» Supplied information:
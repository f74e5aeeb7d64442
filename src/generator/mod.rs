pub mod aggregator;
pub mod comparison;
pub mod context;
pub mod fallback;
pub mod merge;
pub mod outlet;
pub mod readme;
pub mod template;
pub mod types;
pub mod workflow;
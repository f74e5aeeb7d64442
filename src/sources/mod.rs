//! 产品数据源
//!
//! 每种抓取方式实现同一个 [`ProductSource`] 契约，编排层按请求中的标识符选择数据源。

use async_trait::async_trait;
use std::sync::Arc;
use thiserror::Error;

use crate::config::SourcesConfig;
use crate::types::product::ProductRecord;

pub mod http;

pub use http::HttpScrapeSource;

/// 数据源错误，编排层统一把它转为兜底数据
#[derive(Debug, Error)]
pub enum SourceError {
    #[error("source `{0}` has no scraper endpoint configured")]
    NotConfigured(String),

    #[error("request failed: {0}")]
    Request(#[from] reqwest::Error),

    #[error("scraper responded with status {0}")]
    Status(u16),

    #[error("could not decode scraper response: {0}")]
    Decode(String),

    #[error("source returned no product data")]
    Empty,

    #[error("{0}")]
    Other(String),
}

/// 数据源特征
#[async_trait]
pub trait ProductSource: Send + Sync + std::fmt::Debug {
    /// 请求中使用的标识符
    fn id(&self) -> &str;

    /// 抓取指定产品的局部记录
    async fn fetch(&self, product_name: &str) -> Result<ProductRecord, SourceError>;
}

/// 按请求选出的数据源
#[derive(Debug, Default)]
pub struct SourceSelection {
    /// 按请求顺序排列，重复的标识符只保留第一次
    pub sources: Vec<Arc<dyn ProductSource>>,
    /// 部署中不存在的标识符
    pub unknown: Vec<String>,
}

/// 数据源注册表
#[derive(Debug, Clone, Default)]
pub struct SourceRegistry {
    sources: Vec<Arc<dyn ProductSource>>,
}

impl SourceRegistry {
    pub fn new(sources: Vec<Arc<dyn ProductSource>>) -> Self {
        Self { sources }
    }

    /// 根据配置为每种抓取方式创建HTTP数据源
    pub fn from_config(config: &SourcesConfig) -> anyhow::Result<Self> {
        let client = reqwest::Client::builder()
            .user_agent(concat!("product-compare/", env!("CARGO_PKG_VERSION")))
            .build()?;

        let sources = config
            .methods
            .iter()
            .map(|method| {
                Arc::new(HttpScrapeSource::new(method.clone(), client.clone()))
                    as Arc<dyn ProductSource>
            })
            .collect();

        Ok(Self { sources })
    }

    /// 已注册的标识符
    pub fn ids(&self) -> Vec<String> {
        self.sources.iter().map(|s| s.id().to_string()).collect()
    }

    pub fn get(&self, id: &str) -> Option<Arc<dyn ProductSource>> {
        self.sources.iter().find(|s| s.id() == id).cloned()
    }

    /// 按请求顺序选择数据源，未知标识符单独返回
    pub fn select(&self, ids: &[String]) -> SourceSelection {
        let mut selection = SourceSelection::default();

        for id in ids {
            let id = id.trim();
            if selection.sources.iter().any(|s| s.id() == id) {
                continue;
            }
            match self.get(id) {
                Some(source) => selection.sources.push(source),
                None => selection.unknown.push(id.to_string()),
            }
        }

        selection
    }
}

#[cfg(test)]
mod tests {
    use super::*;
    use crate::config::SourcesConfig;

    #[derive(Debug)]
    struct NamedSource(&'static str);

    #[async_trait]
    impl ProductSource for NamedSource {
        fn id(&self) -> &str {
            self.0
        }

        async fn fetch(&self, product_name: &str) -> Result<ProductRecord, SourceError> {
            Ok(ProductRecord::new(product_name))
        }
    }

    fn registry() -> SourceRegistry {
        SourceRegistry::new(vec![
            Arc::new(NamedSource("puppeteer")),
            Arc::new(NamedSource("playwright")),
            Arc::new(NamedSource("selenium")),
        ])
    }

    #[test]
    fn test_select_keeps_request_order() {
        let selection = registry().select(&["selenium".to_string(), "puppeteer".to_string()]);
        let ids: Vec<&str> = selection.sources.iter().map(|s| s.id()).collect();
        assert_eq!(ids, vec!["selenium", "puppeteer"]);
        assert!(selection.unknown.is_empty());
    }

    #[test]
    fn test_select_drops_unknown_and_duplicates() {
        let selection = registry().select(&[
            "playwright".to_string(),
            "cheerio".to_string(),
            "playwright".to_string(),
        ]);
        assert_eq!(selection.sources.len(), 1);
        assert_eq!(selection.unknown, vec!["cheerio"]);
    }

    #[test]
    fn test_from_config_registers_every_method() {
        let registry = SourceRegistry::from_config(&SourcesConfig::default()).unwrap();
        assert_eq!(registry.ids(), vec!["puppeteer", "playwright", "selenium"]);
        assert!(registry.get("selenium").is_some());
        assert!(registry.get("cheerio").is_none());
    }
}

» Work order:
Write out all of the records exactly as they stand above.

» Your solution:
repository f74e5aeeb7d64442
filename src/generator/mod.rs
pub mod aggregator;
pub mod comparison;
pub mod context;
pub mod fallback;
pub mod merge;
pub mod outlet;
pub mod readme;
pub mod template;
pub mod types;
pub mod workflow;
repository f74e5aeeb7d64442
filename src/sources/mod.rs
//! 产品数据源
//!
//! 每种抓取方式实现同一个 [`ProductSource`] 契约，编排层按请求中的标识符选择数据源。

use async_trait::async_trait;
use std::sync::Arc;
use thiserror::Error;

use crate::config::SourcesConfig;
use crate::types::product::ProductRecord;

pub mod http;

pub use http::HttpScrapeSource;

/// 数据源错误，编排层统一把它转为兜底数据
#[derive(Debug, Error)]
pub enum SourceError {
    #[error("source `{0}` has no scraper endpoint configured")]
    NotConfigured(String),

    #[error("request failed: {0}")]
    Request(#[from] reqwest::Error),

    #[error("scraper responded with status {0}")]
    Status(u16),

    #[error("could not decode scraper response: {0}")]
    Decode(String),

    #[error("source returned no product data")]
    Empty,

    #[error("{0}")]
    Other(String),
}

/// 数据源特征
#[async_trait]
pub trait ProductSource: Send + Sync + std::fmt::Debug {
    /// 请求中使用的标识符
    fn id(&self) -> &str;

    /// 抓取指定产品的局部记录
    async fn fetch(&self, product_name: &str) -> Result<ProductRecord, SourceError>;
}

/// 按请求选出的数据源
#[derive(Debug, Default)]
pub struct SourceSelection {
    /// 按请求顺序排列，重复的标识符只保留第一次
    pub sources: Vec<Arc<dyn ProductSource>>,
    /// 部署中不存在的标识符
    pub unknown: Vec<String>,
}

/// 数据源注册表
#[derive(Debug, Clone, Default)]
pub struct SourceRegistry {
    sources: Vec<Arc<dyn ProductSource>>,
}

impl SourceRegistry {
    pub fn new(sources: Vec<Arc<dyn ProductSource>>) -> Self {
        Self { sources }
    }

    /// 根据配置为每种抓取方式创建HTTP数据源
    pub fn from_config(config: &SourcesConfig) -> anyhow::Result<Self> {
        let client = reqwest::Client::builder()
            .user_agent(concat!("product-compare/", env!("CARGO_PKG_VERSION")))
            .build()?;

        let sources = config
            .methods
            .iter()
            .map(|method| {
                Arc::new(HttpScrapeSource::new(method.clone(), client.clone()))
                    as Arc<dyn ProductSource>
            })
            .collect();

        Ok(Self { sources })
    }

    /// 已注册的标识符
    pub fn ids(&self) -> Vec<String> {
        self.sources.iter().map(|s| s.id().to_string()).collect()
    }

    pub fn get(&self, id: &str) -> Option<Arc<dyn ProductSource>> {
        self.sources.iter().find(|s| s.id() == id).cloned()
    }

    /// 按请求顺序选择数据源，未知标识符单独返回
    pub fn select(&self, ids: &[String]) -> SourceSelection {
        let mut selection = SourceSelection::default();

        for id in ids {
            let id = id.trim();
            if selection.sources.iter().any(|s| s.id() == id) {
                continue;
            }
            match self.get(id) {
                Some(source) => selection.sources.push(source),
                None => selection.unknown.push(id.to_string()),
            }
        }

        selection
    }
}

#[cfg(test)]
mod tests {
    use super::*;
    use crate::config::SourcesConfig;

    #[derive(Debug)]
    struct NamedSource(&'static str);

    #[async_trait]
    impl ProductSource for NamedSource {
        fn id(&self) -> &str {
            self.0
        }

        async fn fetch(&self, product_name: &str) -> Result<ProductRecord, SourceError> {
            Ok(ProductRecord::new(product_name))
        }
    }

    fn registry() -> SourceRegistry {
        SourceRegistry::new(vec![
            Arc::new(NamedSource("puppeteer")),
            Arc::new(NamedSource("playwright")),
            Arc::new(NamedSource("selenium")),
        ])
    }

    #[test]
    fn test_select_keeps_request_order() {
        let selection = registry().select(&["selenium".to_string(), "puppeteer".to_string()]);
        let ids: Vec<&str> = selection.sources.iter().map(|s| s.id()).collect();
        assert_eq!(ids, vec!["selenium", "puppeteer"]);
        assert!(selection.unknown.is_empty());
    }

    #[test]
    fn test_select_drops_unknown_and_duplicates() {
        let selection = registry().select(&[
            "playwright".to_string(),
            "cheerio".to_string(),
            "playwright".to_string(),
        ]);
        assert_eq!(selection.sources.len(), 1);
        assert_eq!(selection.unknown, vec!["cheerio"]);
    }

    #[test]
    fn test_from_config_registers_every_method() {
        let registry = SourceRegistry::from_config(&SourcesConfig::default()).unwrap();
        assert_eq!(registry.ids(), vec!["puppeteer", "playwright", "selenium"]);
        assert!(registry.get("selenium").is_some());
        assert!(registry.get("cheerio").is_none());
    }
}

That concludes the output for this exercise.